As noted in the last issue, physicians’ assistants (PAs) and nurse practitioners (NPs) have been playing an increasingly important role in the U.S. medical arena and are a ripe audience for pharmaceutical marketing (PDMSN, Aug. 14).

As of 2005, PAs and NPs had broad prescribing authority — with some limits on controlled substances — in 48 and 42 states, respectively. They wrote slightly more than 10 percent of all prescriptions in the U.S. While NPs make up a larger share of prescriptions in sheer numbers — 6.5 percent versus 4.1 for PAs — each PA on average wrote 2,100 prescriptions per year, 38 percent more than the 1,500 written by each NP.

What They’re Prescribing

Figure 1 below, based on 2006 data from Verispan, looks at prescriptions in the top 25 therapeutic categories. It shows that PAs and NPs prescribe much the same kinds of drugs as primary care physicians, a mix of acute care drugs such as pain medication and antibiotics, as well as chronic care drugs including antihypertensives and anti-diabetics.

The table also shows that PAs and NPs have similar prescribing patterns. Both groups write pain management drugs more often than any other category and prescribe a considerable amount of antihypertensives and oral antibiotics.
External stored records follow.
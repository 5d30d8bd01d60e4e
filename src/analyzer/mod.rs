//! Frame Analysis Loop
//!
//! The one piece of real control flow in the crate. For each frame delivered
//! through the gate: validate it carries an image, run recognition, publish
//! non-empty text to the display state. The frame is released exactly once on
//! every path because release rides on `Drop`.
//!
//! Failures never escape this layer. A failed or empty recognition leaves the
//! display untouched; with a continuous frame stream, a lost frame is normal
//! operation, not an error the user should see.

use tracing::debug;

use crate::capture::{Frame, FrameGate};
use crate::shared::DisplayState;
use crate::vision::Recognizer;

pub struct FrameAnalyzer<R: Recognizer> {
    recognizer: R,
    display: DisplayState,
    min_text_len: usize,
}

impl<R: Recognizer> FrameAnalyzer<R> {
    pub fn new(recognizer: R, display: DisplayState) -> Self {
        Self {
            recognizer,
            display,
            min_text_len: 1,
        }
    }

    /// Require at least `len` characters before a result is published.
    /// The default of 1 publishes any non-empty text.
    pub fn with_min_text_len(mut self, len: usize) -> Self {
        self.min_text_len = len.max(1);
        self
    }

    pub fn display(&self) -> &DisplayState {
        &self.display
    }

    /// Run one analysis cycle. The frame is consumed and released when the
    /// cycle ends, whatever the outcome.
    pub fn analyze(&mut self, frame: Frame) {
        let Some(image) = frame.image() else {
            debug!("frame carried no image, skipping");
            return;
        };

        match self.recognizer.recognize(image, frame.rotation()) {
            Ok(text) if self.accepts(&text) => {
                debug!(len = text.len(), "recognized text");
                self.display.publish(text);
            }
            Ok(_) => {
                // Empty result: keep the last recognized text on screen.
            }
            Err(err) => {
                debug!("recognition failed: {err}");
            }
        }
    }

    fn accepts(&self, text: &str) -> bool {
        !text.is_empty() && text.chars().count() >= self.min_text_len
    }

    /// Drain the gate until it closes.
    pub fn run(&mut self, gate: &FrameGate) {
        while let Some(frame) = gate.take() {
            self.analyze(frame);
        }
        debug!("frame gate closed, analyzer done");
    }
}
//! Application Configuration
//!
//! User settings stored in TOML format under the platform config directory.

use anyhow::Result;
use serde::{Deserialize, Serialize};
use std::path::{Path, PathBuf};
use tracing::warn;

use crate::capture::{CaptureConfig, Rotation};
use crate::overlay::OverlayConfig;

/// Application settings
#[derive(Debug, Clone, Default, Serialize, Deserialize)]
pub struct AppConfig {
    /// Camera settings
    pub camera: CameraSettings,
    /// Recognition settings
    pub vision: VisionSettings,
    /// Overlay settings
    pub overlay: OverlaySettings,
}

/// Camera-related settings
#[derive(Debug, Clone, Serialize, Deserialize)]
pub struct CameraSettings {
    /// Capture device path
    pub device: String,
    /// Requested frame width
    pub width: u32,
    /// Requested frame height
    pub height: u32,
    /// Maximum capture FPS
    pub max_fps: u32,
    /// Clockwise rotation of captured frames in degrees (0/90/180/270)
    pub rotation_degrees: u32,
}

impl Default for CameraSettings {
    fn default() -> Self {
        Self {
            device: "/dev/video0".to_string(),
            width: 640,
            height: 480,
            max_fps: 30,
            rotation_degrees: 0,
        }
    }
}

impl CameraSettings {
    pub fn to_capture_config(&self) -> CaptureConfig {
        let rotation = Rotation::from_degrees(self.rotation_degrees).unwrap_or_else(|| {
            warn!(
                "invalid rotation {} degrees, using 0",
                self.rotation_degrees
            );
            Rotation::Deg0
        });

        CaptureConfig {
            device: PathBuf::from(&self.device),
            width: self.width,
            height: self.height,
            max_fps: self.max_fps,
            rotation,
        }
    }
}

/// Recognition-related settings
#[derive(Debug, Clone, Serialize, Deserialize)]
pub struct VisionSettings {
    /// Minimum recognized text length to publish
    pub min_text_len: usize,
    /// Directory holding the OCR models; defaults to `models/` in the
    /// config directory
    pub model_dir: Option<String>,
}

impl Default for VisionSettings {
    fn default() -> Self {
        Self {
            min_text_len: 1,
            model_dir: None,
        }
    }
}

/// Overlay-related settings
#[derive(Debug, Clone, Serialize, Deserialize)]
pub struct OverlaySettings {
    /// Card background opacity
    pub opacity: f32,
    /// Text size in points
    pub font_size: f32,
    /// Maximum card width in pixels
    pub max_width: f32,
    /// Distance from the bottom edge in pixels
    pub margin: f32,
}

impl Default for OverlaySettings {
    fn default() -> Self {
        Self {
            opacity: 0.67,
            font_size: 16.0,
            max_width: 350.0,
            margin: 16.0,
        }
    }
}

impl OverlaySettings {
    pub fn to_overlay_config(&self) -> OverlayConfig {
        OverlayConfig {
            opacity: self.opacity,
            font_size: self.font_size,
            max_width: self.max_width,
            margin: self.margin,
            ..OverlayConfig::default()
        }
    }
}

/// Get the configuration directory
pub fn get_config_dir() -> Result<PathBuf> {
    let proj_dirs = directories::ProjectDirs::from("com", "vision", "SmartLens")
        .ok_or_else(|| anyhow::anyhow!("Could not determine config directory"))?;

    let config_dir = proj_dirs.config_dir().to_path_buf();
    std::fs::create_dir_all(&config_dir)?;

    Ok(config_dir)
}

/// Load configuration from file
pub fn load_config(path: &Path) -> Result<AppConfig> {
    let content = std::fs::read_to_string(path)?;
    let config: AppConfig = toml::from_str(&content)?;
    Ok(config)
}

/// Save configuration to file
pub fn save_config(config: &AppConfig, path: &Path) -> Result<()> {
    let content = toml::to_string_pretty(config)?;
    std::fs::write(path, content)?;
    Ok(())
}

#[cfg(test)]
mod tests {
    use super::*;
    use std::io::Write;
    use tempfile::NamedTempFile;

    #[test]
    fn test_default_app_config() {
        let config = AppConfig::default();

        // Check camera defaults
        assert_eq!(config.camera.device, "/dev/video0");
        assert_eq!(config.camera.width, 640);
        assert_eq!(config.camera.height, 480);
        assert_eq!(config.camera.max_fps, 30);
        assert_eq!(config.camera.rotation_degrees, 0);

        // Check vision defaults
        assert_eq!(config.vision.min_text_len, 1);
        assert!(config.vision.model_dir.is_none());

        // Check overlay defaults
        assert!((config.overlay.opacity - 0.67).abs() < 0.01);
        assert!((config.overlay.font_size - 16.0).abs() < 0.01);
        assert!((config.overlay.max_width - 350.0).abs() < 0.01);
    }

    #[test]
    fn test_config_serialization_roundtrip() {
        let config = AppConfig::default();

        // Serialize to TOML
        let toml_str = toml::to_string_pretty(&config).unwrap();

        // Deserialize back
        let parsed: AppConfig = toml::from_str(&toml_str).unwrap();

        // Verify values match
        assert_eq!(config.camera.device, parsed.camera.device);
        assert_eq!(config.camera.max_fps, parsed.camera.max_fps);
        assert_eq!(config.vision.min_text_len, parsed.vision.min_text_len);
        assert!((config.overlay.opacity - parsed.overlay.opacity).abs() < 0.01);
    }

    #[test]
    fn test_config_with_custom_values() {
        let mut config = AppConfig::default();
        config.camera.device = "/dev/video2".to_string();
        config.camera.max_fps = 60;
        config.vision.min_text_len = 4;
        config.overlay.opacity = 0.5;

        // Serialize and deserialize
        let toml_str = toml::to_string_pretty(&config).unwrap();
        let parsed: AppConfig = toml::from_str(&toml_str).unwrap();

        assert_eq!(parsed.camera.device, "/dev/video2");
        assert_eq!(parsed.camera.max_fps, 60);
        assert_eq!(parsed.vision.min_text_len, 4);
        assert!((parsed.overlay.opacity - 0.5).abs() < 0.01);
    }

    #[test]
    fn test_save_and_load_config() {
        let config = AppConfig::default();

        // Create a temporary file
        let temp_file = NamedTempFile::new().unwrap();

        // Save config
        save_config(&config, temp_file.path()).unwrap();

        // Load config
        let loaded = load_config(temp_file.path()).unwrap();

        // Verify
        assert_eq!(config.camera.device, loaded.camera.device);
        assert_eq!(config.camera.max_fps, loaded.camera.max_fps);
    }

    #[test]
    fn test_load_config_file_not_found() {
        let result = load_config(Path::new("/nonexistent/path/config.toml"));
        assert!(result.is_err());
    }

    #[test]
    fn test_load_config_invalid_toml() {
        let mut temp_file = NamedTempFile::new().unwrap();
        writeln!(temp_file, "this is not valid toml {{{{").unwrap();

        let result = load_config(temp_file.path());
        assert!(result.is_err());
    }

    #[test]
    fn test_capture_config_conversion() {
        let mut settings = CameraSettings::default();
        settings.rotation_degrees = 90;
        settings.device = "/dev/video1".to_string();

        let capture = settings.to_capture_config();
        assert_eq!(capture.rotation, Rotation::Deg90);
        assert_eq!(capture.device, PathBuf::from("/dev/video1"));
    }

    #[test]
    fn test_invalid_rotation_falls_back_to_zero() {
        let mut settings = CameraSettings::default();
        settings.rotation_degrees = 45;

        let capture = settings.to_capture_config();
        assert_eq!(capture.rotation, Rotation::Deg0);
    }
}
Figure 1 - Top 25 Therapeutic Categories

Devil in the Details

The average PA generates 38 percent more prescriptions per year than the average NP, and any category in Figure 2 below where the “productivity difference” between PAs and NPs is close to 38 percent is attributable to this.  On the other hand, where a productivity difference is substantially lower than 38 percent, it means NPs are more likely to write prescriptions for that category than PAs. Conversely, if the difference is substantially higher than 38 percent, it’s an indication that PAs are more likely to write prescriptions for that category than NPs are.

Based on these rules of thumb, you can see some differences in the kinds of patients PAs and NPs tend to see. For example, NPs are substantially more likely to treat female patients, prescribing more oral contraceptives, hormone replacement and vaginal therapeutics.  In contrast, PAs see an older patient base, reflected in the fact that they prescribe more anti-arthritics and pain management drugs.

On the whole, however, the prescribing patterns of NPs and PAs are similar enough that in general PAs and NPs can safely be treated as a combined target audience for marketing purposes.

Figure 2 - PA/NP Productivity (TRxs per PA or NP)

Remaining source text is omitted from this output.